Consumer sentiment actually improved slightly in the second half of April compared to the first half. The overall University of Michigan consumer sentiment index was 0.8 higher than the preliminary reading. It rose because it was quite low in the 1st half of April and because stocks rallied sharply. Stocks and consumer sentiment tend to be correlated, with stocks leading. You can see the increase in confidence in mid-April following the stock market rally. However, at the end of April the initial spike reversed course. That’s probably because the rally in stocks slowed and consumers realized the rally wasn’t a panacea for them as millions of people still lost their jobs.
The unemployment rate is currently the highest since the
Great Depression based on jobless claims. It will likely reach a new record
high in the May labor report unless states reopen in the next couple weeks,
creating enough jobs to counteract the weakness in the closed states. Unfortunately,
that’s unlikely because the states that are reopening aren’t going back to
normal (there are new restrictions) and they are smaller by population and
production than the states that are closed (such as New York & New Jersey).
New York is set to partially reopen manufacturing and construction upstate on
May 15th which is after the cutoff date for the May BLS report.
Consumer sentiment might get worse in May before it gets better in the rest of the year. However, the index is likely closer to a bottom than a top. Just like how initial jobless claims had to fall because if they didn’t literally everyone would be unemployed in a few months, consumer sentiment won’t fall at the same pace in the next few months. It’s simply math. It would hit zero quickly. The chart below illustrates the point that the index can’t move much lower. As you can see, the current buying conditions index is near the prior recessionary trough. The probability of losing a job in the next 5 years hit a record high of 18.9%. Expected business conditions for the next 5 years hit a 6 year low. These results can’t get much worse than where they are now.

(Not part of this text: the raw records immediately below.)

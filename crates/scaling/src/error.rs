//! Error types for the emsr-scaling crate.

use emsr_grouping::GroupingError;
use emsr_regression::RegressionError;
use emsr_selection::SelectionError;

/// Error type for all fallible operations in the emsr-scaling crate.
#[derive(Debug, Clone, PartialEq, thiserror::Error)]
pub enum ScalingError {
    /// Returned when fewer matched pairs than a fit needs were selected.
    #[error("not enough samples for {native} -> {target}: got {pairs} pairs, need at least {min}")]
    NotEnoughSamples {
        /// Native scale.
        native: String,
        /// Target scale.
        target: String,
        /// Number of matched pairs.
        pairs: usize,
        /// Minimum number of pairs.
        min: usize,
    },

    /// Returned when no model kinds were requested.
    #[error("no regression models requested")]
    NoModels,

    /// Returned when every requested model failed to fit.
    #[error("all {attempts} regression models failed for {native} -> {target}")]
    AllModelsFailed {
        /// Native scale.
        native: String,
        /// Target scale.
        target: String,
        /// Number of models tried.
        attempts: usize,
    },

    /// Returned when the outcome cannot be serialised.
    #[error("serialization error: {reason}")]
    Serialization {
        /// Description of the failure.
        reason: String,
    },

    /// Grouping error.
    #[error(transparent)]
    Grouping(#[from] GroupingError),

    /// Selection error.
    #[error(transparent)]
    Selection(#[from] SelectionError),

    /// Regression error.
    #[error(transparent)]
    Regression(#[from] RegressionError),
}

#[cfg(test)]
mod tests {
    use super::*;

    #[test]
    fn error_not_enough_samples() {
        let e = ScalingError::NotEnoughSamples {
            native: "mb".to_string(),
            target: "Mw".to_string(),
            pairs: 2,
            min: 3,
        };
        assert_eq!(
            e.to_string(),
            "not enough samples for mb -> Mw: got 2 pairs, need at least 3"
        );
    }

    #[test]
    fn error_all_models_failed() {
        let e = ScalingError::AllModelsFailed {
            native: "MS".to_string(),
            target: "Mw".to_string(),
            attempts: 2,
        };
        assert_eq!(e.to_string(), "all 2 regression models failed for MS -> Mw");
    }

    #[test]
    fn error_transparent_selection() {
        let e = ScalingError::from(SelectionError::IdenticalScales {
            scale: "Mw".to_string(),
        });
        assert_eq!(e.to_string(), "native and target scale are both 'Mw'");
    }

    #[test]
    fn error_is_send_sync() {
        fn assert_send_sync<T: Send + Sync>() {}
        assert_send_sync::<ScalingError>();
    }

    #[test]
    fn error_implements_std_error() {
        fn assert_impl<T: std::error::Error>() {}
        assert_impl::<ScalingError>();
    }
}
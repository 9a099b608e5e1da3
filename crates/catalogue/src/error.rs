//! Error types for the emsr-catalogue crate.

/// Error type for all fallible store operations.
#[derive(Debug, Clone, PartialEq, thiserror::Error)]
pub enum CatalogueError {
    /// Returned when a row with the same natural key already exists.
    #[error("duplicate {kind} key: {key}")]
    DuplicateKey {
        /// Entity kind (`"origin"` or `"measure"`).
        kind: &'static str,
        /// Rendered natural key of the conflicting row.
        key: String,
    },

    /// Returned when a measure references an origin the store does not hold.
    #[error("origin '{origin}' of event '{event}' is not in the catalogue")]
    UnknownOrigin {
        /// Event source key.
        event: String,
        /// Origin source key.
        origin: String,
    },
}

#[cfg(test)]
mod tests {
    use super::*;

    #[test]
    fn error_duplicate_key() {
        let e = CatalogueError::DuplicateKey {
            kind: "origin",
            key: "610326404/01263580".to_string(),
        };
        assert_eq!(e.to_string(), "duplicate origin key: 610326404/01263580");
    }

    #[test]
    fn error_unknown_origin() {
        let e = CatalogueError::UnknownOrigin {
            event: "1".to_string(),
            origin: "9".to_string(),
        };
        assert_eq!(
            e.to_string(),
            "origin '9' of event '1' is not in the catalogue"
        );
    }

    #[test]
    fn error_is_std_error() {
        fn assert_impl<T: std::error::Error>() {}
        assert_impl::<CatalogueError>();
    }

    #[test]
    fn error_is_send_and_sync() {
        fn assert_impl<T: Send + Sync>() {}
        assert_impl::<CatalogueError>();
    }
}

Specifically, the consumer sentiment index fell from 89.1 to
71.8 in April (versus March). That’s still a record setting decline even though
it’s slightly higher than the first half of the month. Households with below
median incomes expressed the same level of confidence (or lack thereof) as
those with above median incomes. COVID-19 is hurting everyone. Usually, the
poor are hurt more by recessions than the rich, but with the help of
unemployment insurance, those making near the minimum wage are actually making
more money than they would be if they were working. In April, those with above
median incomes saw a 19.8 point decline in sentiment, while those with below
median incomes saw a 14 point decline. The (newly unemployed) working poor are
actually making more money than normally which might be why their confidence
People who are getting unemployment checks are saving more of their money than they usually would because of the current uncertainty. Plus, there are fewer ways to spend money with everything shutdown. You can’t go out to eat and buying new clothes isn’t as necessary. We think if the majority of the labor market is still in trouble by the time unemployment benefits are near their end, they will be extended. The difference between current sentiment and expected conditions fell from 22 points to 4.2 points as consumers didn’t lose much optimism from March. As you can see from the chart below, expected minus current conditions is 2 standard deviations above normal. That’s near the previous peaks since the 1970s. Optimism next month will be determined by the COVID-19 situation, how quickly states reopen their economies, and how well it goes.
Record Global Rate Cuts
This recession is being mitigated by the social safety net,
government loans to businesses, the stimulus checks, the extra $600 per week in
unemployment insurance, and Fed policy. There are fair criticisms of the incompleteness
of this help such as the fact that many small businesses have had a tough time
getting money. However, these policy actions are dramatically better than the
ones in the 1930s (unemployment insurance didn’t even exist nationally until
1935 & the Fed failed to act as the lender of last resort in the early
1930s) which will hopefully allow the economy to recovery quickly. When you add
in the fact that an exogenous factor caused this recession and that factor will
be mitigated eventually, it’s fair to suggest this won’t be a depression. There
is no formal definition of what a depression is, but we’re going with describing
it as an elongated recession.
As you can see from the chart below, there have been more rate movements in the past month (i.e. cuts) than the peak of the last crisis. This is globally coordinated easing that will lessen the blow of the recession.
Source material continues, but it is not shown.